Single Molecule Imaging
Single Molecule Tracking (SMT) is the method of choice for quantification of the dynamics of molecules moving through the cytoplasm or nucleus, or associated with intracellular targets such as DNA, transcription factories, nuclear pores. Other microscopy methods, such as Fluorescence Recovery After Photobleaching (FRAP), and Fluorescence Correlation Spectroscopy (FCS), are based on population analysis and mathematical modeling, which adds additional difficulties in data analysis. The powerful technique of SMT derives data from direct observation of individual molecules. SMT requires bright photostable fluorophores suitable for in vivo labeling of the proteins and special types of illumination increasing the signal to noise ratio in the sample.
OMC adapts and develops SMT techniques for live cells. This includes the development of imaging and analysis protocols and Matlab-based routines for tracking and estimation of biophysical parameters, such as diffusion rate or the binding rate of molecules. Three types of imaging for SMT, complementing each other, are currently available at OMC. (1) Two custom-built microscopes are based on HILO illumination producing Highly Inclined Laminated Optical sheet. They are equipped with EMCCD cameras allowing acquisition of the movies of fluorescently labeled molecules with time resolution as low as 10 ms. (2) Lattice Light Sheet (LLS) microscope is available for single molecule tracking in 3D.This type of illumination reduces photobleaching and allows prolonged tracking of single molecules. This technique is currently under development. (3) MINFLUX nanoscope, based on a state of the art technique of precise localization by a minimum of fluorescence, allows acquisition of 2D and 3D molecular tracks with nano-precision and high temporal resolution as high as 0.1 ms. Imaging technique and analysis of MINFLUX data are under development.

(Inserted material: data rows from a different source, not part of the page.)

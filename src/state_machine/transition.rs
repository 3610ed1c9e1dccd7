//! Pure state transition function
//!
//! Every user action and streamed event is applied as one read-modify-write
//! step: the current snapshot goes in, a new snapshot and a list of effects
//! come out. No I/O happens here.

use super::state::{empty_conversation, Generation, PERSONA_PREAMBLE};
use super::{Effect, Event, Session, SessionContext};
use crate::attachment::{self, Attachment};
use crate::config::SendOptions;
use crate::message::{ChatError, ErrorCode, Message, MessageId};
use crate::transport::{AnswerUpdate, SendRequest, StreamEvent, TransportError, UploadResponse};
use crate::state_machine::ledger::Ledger;
use thiserror::Error;
use tokio_util::sync::CancellationToken;

/// Text given to a bot message cancelled before anything arrived
pub const CANCELLED_TEXT: &str = "Cancelled";

/// Result of a state transition
#[derive(Debug)]
pub struct TransitionResult {
    pub new_state: Session,
    pub effects: Vec<Effect>,
}

impl TransitionResult {
    pub fn new(state: Session) -> Self {
        Self {
            new_state: state,
            effects: vec![],
        }
    }

    pub fn with_effect(mut self, effect: Effect) -> Self {
        self.effects.push(effect);
        self
    }

    pub fn with_effects(mut self, effects: impl IntoIterator<Item = Effect>) -> Self {
        self.effects.extend(effects);
        self
    }
}

/// Events that cannot be applied to the current snapshot
#[derive(Debug, Error, PartialEq, Eq)]
pub enum TransitionError {
    #[error("Event for message {message_id} does not belong to the active generation")]
    StaleGeneration { message_id: MessageId },
    #[error("Generating message {0} is missing from the transcript")]
    MissingMessage(MessageId),
}

impl TransitionError {
    /// Stale events are expected after cancellation and are not worth a warning
    pub fn is_stale(&self) -> bool {
        matches!(self, TransitionError::StaleGeneration { .. })
    }
}

/// Pure transition function
pub fn transition(
    state: &Session,
    context: &SessionContext,
    event: Event,
) -> Result<TransitionResult, TransitionError> {
    match event {
        Event::UserSend {
            text,
            options,
            user_message_id,
            bot_message_id,
            cancel,
        } => Ok(send(
            state,
            context,
            SendArgs {
                text,
                options,
                user_message_id,
                bot_message_id,
                cancel,
            },
        )),

        Event::UserStop => {
            let mut next = state.clone();
            let effects = stop_active(&mut next).into_iter();
            Ok(TransitionResult::new(next).with_effects(effects))
        }

        Event::Reset { greeting } => {
            let mut next = state.clone();
            let cancel = next
                .generation
                .take()
                .map(|g| Effect::cancel_generation(&g.message_id, &g.cancel));
            next.conversation = empty_conversation();
            next.messages = Ledger::from(vec![greeting]);

            Ok(TransitionResult::new(next)
                .with_effect(Effect::ResetTransport)
                .with_effect(Effect::AbortSpeech)
                .with_effects(cancel))
        }

        Event::SetInput { text } => {
            let mut next = state.clone();
            next.input = text;
            Ok(TransitionResult::new(next))
        }

        Event::SetAttachment { attachment } => {
            let mut next = state.clone();
            next.attachment = attachment;
            Ok(TransitionResult::new(next))
        }

        Event::Stream { message_id, event } => {
            ensure_current(state, &message_id)?;
            match event {
                StreamEvent::UpdateAnswer(update) => {
                    apply_update(state, context, &message_id, update)
                }
                StreamEvent::Error(error) => {
                    let mut next = state.clone();
                    patch(&mut next, &message_id, |m| m.error = Some(error))?;
                    next.generation = None;
                    Ok(TransitionResult::new(next))
                }
                StreamEvent::Done => {
                    let mut next = state.clone();
                    next.generation = None;
                    let messages = next.messages.to_vec();
                    Ok(TransitionResult::new(next)
                        .with_effect(Effect::RecordHistory { messages }))
                }
            }
        }

        // The send call returned while the generation is still open: either it
        // failed outright, or it closed without a terminal event. Both end the
        // generation with an error attached.
        Event::StreamFinished { message_id, result } => {
            ensure_current(state, &message_id)?;
            let error = match result {
                Err(e) => ChatError::from(&e),
                Ok(()) => ChatError::new(
                    ErrorCode::StreamClosed,
                    "The response ended before it was complete",
                ),
            };
            let mut next = state.clone();
            patch(&mut next, &message_id, |m| {
                if m.error.is_none() {
                    m.error = Some(error);
                }
            })?;
            next.generation = None;
            Ok(TransitionResult::new(next))
        }

        Event::UploadStarted { url } => {
            let mut next = state.clone();
            next.attachment = Some(Attachment::loading(url.clone()));
            Ok(TransitionResult::new(next).with_effect(Effect::UploadImage {
                url,
                style: context.config.conversation_style,
            }))
        }

        // Last completion wins: the slot is overwritten regardless of which
        // upload started last.
        Event::UploadFinished { url, result } => {
            let mut next = state.clone();
            next.attachment = Some(upload_outcome(context, url, result));
            Ok(TransitionResult::new(next))
        }
    }
}

struct SendArgs {
    text: String,
    options: SendOptions,
    user_message_id: MessageId,
    bot_message_id: MessageId,
    cancel: CancellationToken,
}

fn send(state: &Session, context: &SessionContext, args: SendArgs) -> TransitionResult {
    let options = context.config.resolve(&args.options);
    let mut next = state.clone();

    // A send while another generation is active supersedes it: the old one
    // is cancelled exactly as a stop would.
    let superseded = stop_active(&mut next);

    let image = next
        .attachment
        .take()
        .and_then(|a| a.loaded_url().map(str::to_string));

    next.messages.push(Message::user(
        args.user_message_id,
        attachment::compose_user_text(&args.text, image.as_deref()),
    ));
    next.messages
        .push(Message::placeholder(args.bot_message_id.clone()));
    next.generation = Some(Generation {
        message_id: args.bot_message_id.clone(),
        cancel: args.cancel.clone(),
    });

    let request = SendRequest {
        prompt: args.text,
        image_url: image.and_then(|url| {
            attachment::outgoing_image_url(
                &url,
                &context.config.provider_image_url,
                options.image_only,
            )
        }),
        context: options
            .extended_persona
            .then(|| PERSONA_PREAMBLE.to_string()),
        options,
        cancel: args.cancel,
    };

    TransitionResult::new(next)
        .with_effects(superseded)
        .with_effect(Effect::ResetSpeech)
        .with_effect(Effect::StartGeneration {
            message_id: args.bot_message_id,
            request,
        })
}

/// End the active generation, if any. A bot message that received neither
/// text nor an error is marked as cancelled.
fn stop_active(session: &mut Session) -> Option<Effect> {
    let generation = session.generation.take()?;
    session.messages.patch(&generation.message_id, |m| {
        if m.text.is_empty() && m.error.is_none() {
            m.text = CANCELLED_TEXT.to_string();
        }
    });
    Some(Effect::cancel_generation(
        &generation.message_id,
        &generation.cancel,
    ))
}

fn apply_update(
    state: &Session,
    context: &SessionContext,
    message_id: &MessageId,
    update: AnswerUpdate,
) -> Result<TransitionResult, TransitionError> {
    let mut next = state.clone();
    let mut spoken = None;

    patch(&mut next, message_id, |m| {
        // Length only grows: shorter or equal text is a late or duplicate delivery
        if update.text.chars().count() > m.text.chars().count() {
            m.text = update.text;
        }
        if let Some(progress) = update.progress_text.filter(|p| !p.is_empty()) {
            m.progress.push(progress);
        }
        if update.throttling.is_some() {
            m.throttling = update.throttling;
        }
        if !update.source_attributions.is_empty() {
            m.source_attributions = update.source_attributions;
        }
        if !update.suggested_responses.is_empty() {
            m.suggested_responses = update.suggested_responses;
        }
        if context.config.speech {
            spoken = Some(m.text.clone());
        }
    })?;

    Ok(TransitionResult::new(next)
        .with_effects(spoken.map(|text| Effect::Speak { text })))
}

fn upload_outcome(
    context: &SessionContext,
    url: String,
    result: Result<UploadResponse, TransportError>,
) -> Attachment {
    match result {
        Ok(UploadResponse {
            blob_id: Some(blob_id),
        }) if !blob_id.is_empty() => {
            Attachment::loaded(attachment::proxy_url(&context.config.proxy_origin, &blob_id))
        }
        _ => Attachment::failed(url),
    }
}

fn ensure_current(state: &Session, message_id: &MessageId) -> Result<(), TransitionError> {
    if state.is_current(message_id) {
        Ok(())
    } else {
        Err(TransitionError::StaleGeneration {
            message_id: message_id.clone(),
        })
    }
}

fn patch(
    session: &mut Session,
    message_id: &MessageId,
    update: impl FnOnce(&mut Message),
) -> Result<(), TransitionError> {
    if session.messages.patch(message_id, update) {
        Ok(())
    } else {
        Err(TransitionError::MissingMessage(message_id.clone()))
    }
}
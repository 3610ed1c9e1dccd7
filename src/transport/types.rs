//! Request/event types exchanged with a bot transport

use crate::config::ResolvedOptions;
use crate::message::{ChatError, MessageId, SourceAttribution, Throttling};
use crate::state_machine::Event;
use tokio::sync::mpsc;
use tokio_util::sync::CancellationToken;

/// Partial answer delivered while a generation streams
#[derive(Debug, Clone, Default, PartialEq, Eq)]
pub struct AnswerUpdate {
    /// Full answer text so far (not a delta)
    pub text: String,
    pub progress_text: Option<String>,
    pub throttling: Option<Throttling>,
    pub source_attributions: Vec<SourceAttribution>,
    pub suggested_responses: Vec<String>,
}

impl AnswerUpdate {
    pub fn text(text: impl Into<String>) -> Self {
        Self {
            text: text.into(),
            ..Self::default()
        }
    }

    pub fn with_progress(mut self, progress: impl Into<String>) -> Self {
        self.progress_text = Some(progress.into());
        self
    }
}

/// Tagged event emitted by the transport during one generation
#[derive(Debug, Clone, PartialEq, Eq)]
pub enum StreamEvent {
    UpdateAnswer(AnswerUpdate),
    Error(ChatError),
    Done,
}

impl StreamEvent {
    pub fn is_terminal(&self) -> bool {
        matches!(self, StreamEvent::Error(_) | StreamEvent::Done)
    }
}

/// Everything the transport needs to run one generation
#[derive(Debug, Clone)]
pub struct SendRequest {
    /// Raw user text, without the inline image reference
    pub prompt: String,
    pub image_url: Option<String>,
    /// System preamble, only in extended persona mode
    pub context: Option<String>,
    pub options: ResolvedOptions,
    pub cancel: CancellationToken,
}

#[derive(Debug, Clone, Default, PartialEq, Eq)]
pub struct UploadResponse {
    pub blob_id: Option<String>,
}

/// Callback channel handed to the transport for one generation.
///
/// Events are tagged with the generation's bot message id. Once the
/// generation is cancelled the sink drops everything it is given.
#[derive(Debug, Clone)]
pub struct StreamSink {
    message_id: MessageId,
    cancel: CancellationToken,
    event_tx: mpsc::Sender<Event>,
}

impl StreamSink {
    pub(crate) fn new(
        message_id: MessageId,
        cancel: CancellationToken,
        event_tx: mpsc::Sender<Event>,
    ) -> Self {
        Self {
            message_id,
            cancel,
            event_tx,
        }
    }

    pub fn message_id(&self) -> &MessageId {
        &self.message_id
    }

    pub fn is_cancelled(&self) -> bool {
        self.cancel.is_cancelled()
    }

    /// Resolves once the generation has been cancelled
    pub async fn cancelled(&self) {
        self.cancel.cancelled().await;
    }

    /// Deliver an event to the session. Returns `false` when the event was
    /// dropped (generation cancelled or session gone).
    pub async fn emit(&self, event: StreamEvent) -> bool {
        if self.cancel.is_cancelled() {
            tracing::debug!(message_id = %self.message_id, "Dropping event after cancellation");
            return false;
        }
        self.event_tx
            .send(Event::Stream {
                message_id: self.message_id.clone(),
                event,
            })
            .await
            .is_ok()
    }
}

New technology MINFLUX is based on excitation of the fluorescent molecules with doughnut-shaped beam, and photon-counting. Exact position of the molecule is detected by a minimum of fluorescence; thus, it requires low photon count and imaging is fast and non-photodamaging. Resolution is not dependent on wavelength and molecular tilt. This system may reach a level of resolution up to 3 nm, bridging the gap between the light and electron microscopy. MINFLUX may be used for molecular mapping of the intracellular structures such as organelles and high molecular complexes (centromeres, centrosomes, Cajal bodies, etc.).MINFLUX of OMC is oe of the first in USA, this is a brand-new technique. Currently, imaging is limited to two colors detected in a single infra-red channel and differentiated ratiometrically. OMC works on expanding the color palette for multicolor imaging, and adapting the techniques to a wide range of samples.